---- SOURCE MATERIAL

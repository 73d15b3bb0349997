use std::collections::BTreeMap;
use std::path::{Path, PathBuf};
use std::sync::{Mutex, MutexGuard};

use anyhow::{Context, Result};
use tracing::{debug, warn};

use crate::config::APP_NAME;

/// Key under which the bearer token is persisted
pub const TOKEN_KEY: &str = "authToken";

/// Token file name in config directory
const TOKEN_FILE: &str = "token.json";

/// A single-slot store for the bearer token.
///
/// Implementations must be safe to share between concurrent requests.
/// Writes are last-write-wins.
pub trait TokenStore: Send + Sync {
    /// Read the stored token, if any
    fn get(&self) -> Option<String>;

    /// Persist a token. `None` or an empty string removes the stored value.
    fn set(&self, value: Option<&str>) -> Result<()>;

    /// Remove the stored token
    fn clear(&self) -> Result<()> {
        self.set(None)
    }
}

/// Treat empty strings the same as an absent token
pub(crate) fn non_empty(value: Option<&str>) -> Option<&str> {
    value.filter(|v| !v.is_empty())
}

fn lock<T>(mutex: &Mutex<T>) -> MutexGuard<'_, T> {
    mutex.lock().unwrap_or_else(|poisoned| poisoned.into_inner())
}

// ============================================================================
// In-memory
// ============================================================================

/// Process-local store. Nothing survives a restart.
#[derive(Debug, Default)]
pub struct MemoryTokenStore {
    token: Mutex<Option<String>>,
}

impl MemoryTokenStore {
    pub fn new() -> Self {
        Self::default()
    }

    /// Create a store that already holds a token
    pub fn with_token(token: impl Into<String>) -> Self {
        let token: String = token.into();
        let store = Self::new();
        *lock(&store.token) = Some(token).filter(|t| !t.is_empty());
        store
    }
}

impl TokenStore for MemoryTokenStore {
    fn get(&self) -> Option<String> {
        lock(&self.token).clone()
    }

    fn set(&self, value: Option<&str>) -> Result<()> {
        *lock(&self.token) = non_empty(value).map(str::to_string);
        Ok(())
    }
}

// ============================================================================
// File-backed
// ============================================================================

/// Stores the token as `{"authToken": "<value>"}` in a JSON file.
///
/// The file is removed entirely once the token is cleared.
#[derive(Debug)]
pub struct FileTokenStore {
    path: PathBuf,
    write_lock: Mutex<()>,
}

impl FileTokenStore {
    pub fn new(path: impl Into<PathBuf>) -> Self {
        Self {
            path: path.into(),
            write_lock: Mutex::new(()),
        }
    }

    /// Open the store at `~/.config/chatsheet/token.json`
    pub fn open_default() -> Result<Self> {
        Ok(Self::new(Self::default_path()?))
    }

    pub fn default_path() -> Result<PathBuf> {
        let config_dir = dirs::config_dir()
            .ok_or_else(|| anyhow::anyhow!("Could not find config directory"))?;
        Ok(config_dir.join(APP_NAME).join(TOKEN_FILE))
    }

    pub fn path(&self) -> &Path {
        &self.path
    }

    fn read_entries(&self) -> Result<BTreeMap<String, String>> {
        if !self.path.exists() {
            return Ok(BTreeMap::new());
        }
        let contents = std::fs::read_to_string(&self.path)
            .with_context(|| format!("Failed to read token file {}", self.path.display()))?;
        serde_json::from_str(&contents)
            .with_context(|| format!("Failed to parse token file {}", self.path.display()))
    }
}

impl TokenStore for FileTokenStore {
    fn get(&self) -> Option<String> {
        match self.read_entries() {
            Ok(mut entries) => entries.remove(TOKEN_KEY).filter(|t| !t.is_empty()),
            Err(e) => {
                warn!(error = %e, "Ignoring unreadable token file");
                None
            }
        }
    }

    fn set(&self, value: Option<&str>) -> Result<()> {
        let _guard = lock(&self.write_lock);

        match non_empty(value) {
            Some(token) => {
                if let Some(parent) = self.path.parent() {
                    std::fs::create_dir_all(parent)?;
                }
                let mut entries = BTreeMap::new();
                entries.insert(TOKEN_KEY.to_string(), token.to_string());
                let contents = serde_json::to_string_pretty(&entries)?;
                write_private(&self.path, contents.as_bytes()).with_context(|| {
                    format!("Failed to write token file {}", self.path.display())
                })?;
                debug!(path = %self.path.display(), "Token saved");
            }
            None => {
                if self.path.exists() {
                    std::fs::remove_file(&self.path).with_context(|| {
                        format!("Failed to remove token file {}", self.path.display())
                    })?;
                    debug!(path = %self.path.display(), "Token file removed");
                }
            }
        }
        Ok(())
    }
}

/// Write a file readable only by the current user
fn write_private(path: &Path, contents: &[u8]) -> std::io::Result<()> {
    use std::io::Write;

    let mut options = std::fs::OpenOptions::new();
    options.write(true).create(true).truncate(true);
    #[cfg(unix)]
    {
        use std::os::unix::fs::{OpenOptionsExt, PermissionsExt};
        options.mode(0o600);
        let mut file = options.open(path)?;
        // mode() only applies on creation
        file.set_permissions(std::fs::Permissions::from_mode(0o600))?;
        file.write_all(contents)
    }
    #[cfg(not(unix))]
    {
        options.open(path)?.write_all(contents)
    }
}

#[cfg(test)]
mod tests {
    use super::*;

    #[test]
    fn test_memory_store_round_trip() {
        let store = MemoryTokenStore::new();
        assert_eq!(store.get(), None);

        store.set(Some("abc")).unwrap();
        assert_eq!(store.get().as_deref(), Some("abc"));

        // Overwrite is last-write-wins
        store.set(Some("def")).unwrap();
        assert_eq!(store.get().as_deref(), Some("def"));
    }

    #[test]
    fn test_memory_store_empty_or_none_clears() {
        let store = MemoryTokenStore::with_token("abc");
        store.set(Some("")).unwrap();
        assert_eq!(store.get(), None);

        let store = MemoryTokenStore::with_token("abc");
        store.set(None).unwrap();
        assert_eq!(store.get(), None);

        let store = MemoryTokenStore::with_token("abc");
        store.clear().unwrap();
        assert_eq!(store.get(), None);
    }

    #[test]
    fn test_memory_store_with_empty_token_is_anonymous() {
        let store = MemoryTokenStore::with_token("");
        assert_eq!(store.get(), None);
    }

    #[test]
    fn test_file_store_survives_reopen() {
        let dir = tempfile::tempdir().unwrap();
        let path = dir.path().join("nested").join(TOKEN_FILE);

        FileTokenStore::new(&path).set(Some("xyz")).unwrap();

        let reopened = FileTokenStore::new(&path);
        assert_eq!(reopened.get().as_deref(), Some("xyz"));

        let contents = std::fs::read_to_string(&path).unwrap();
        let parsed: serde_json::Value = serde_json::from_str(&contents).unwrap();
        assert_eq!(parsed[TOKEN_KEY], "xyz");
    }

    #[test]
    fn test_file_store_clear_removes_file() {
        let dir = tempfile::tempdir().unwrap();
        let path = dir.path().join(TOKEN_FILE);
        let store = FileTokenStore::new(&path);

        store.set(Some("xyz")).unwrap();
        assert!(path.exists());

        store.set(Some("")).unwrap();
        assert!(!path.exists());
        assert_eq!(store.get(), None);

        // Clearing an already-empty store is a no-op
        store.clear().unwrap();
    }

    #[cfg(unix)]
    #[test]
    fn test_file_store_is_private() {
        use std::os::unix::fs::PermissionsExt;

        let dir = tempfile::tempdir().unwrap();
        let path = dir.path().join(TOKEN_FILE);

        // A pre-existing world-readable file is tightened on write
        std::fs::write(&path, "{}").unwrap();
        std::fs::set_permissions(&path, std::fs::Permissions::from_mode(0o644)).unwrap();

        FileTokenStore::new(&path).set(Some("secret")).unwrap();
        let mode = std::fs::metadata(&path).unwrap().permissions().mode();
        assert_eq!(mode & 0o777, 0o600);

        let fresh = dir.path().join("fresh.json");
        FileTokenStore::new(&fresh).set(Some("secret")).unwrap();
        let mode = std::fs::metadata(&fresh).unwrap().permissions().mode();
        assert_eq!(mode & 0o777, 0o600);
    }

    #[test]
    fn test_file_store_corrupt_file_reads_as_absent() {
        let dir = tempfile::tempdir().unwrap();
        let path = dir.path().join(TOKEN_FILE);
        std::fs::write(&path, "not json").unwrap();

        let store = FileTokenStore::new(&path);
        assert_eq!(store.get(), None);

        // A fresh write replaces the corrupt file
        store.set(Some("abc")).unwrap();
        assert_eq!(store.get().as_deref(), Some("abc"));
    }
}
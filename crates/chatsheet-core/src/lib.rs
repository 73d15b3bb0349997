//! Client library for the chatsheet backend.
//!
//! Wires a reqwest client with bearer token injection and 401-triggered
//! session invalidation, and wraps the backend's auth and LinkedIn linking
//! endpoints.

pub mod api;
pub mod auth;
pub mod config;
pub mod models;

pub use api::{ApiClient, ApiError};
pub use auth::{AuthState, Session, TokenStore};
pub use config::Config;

--------

■ **WHAT IS NEEDED**
Among the lines of the material, find those that hold the word "removed" and copy them.

■ **OUTPUT FOR THIS TASK**
/// The file is removed entirely once the token is cleared.
                    debug!(path = %self.path.display(), "Token file removed");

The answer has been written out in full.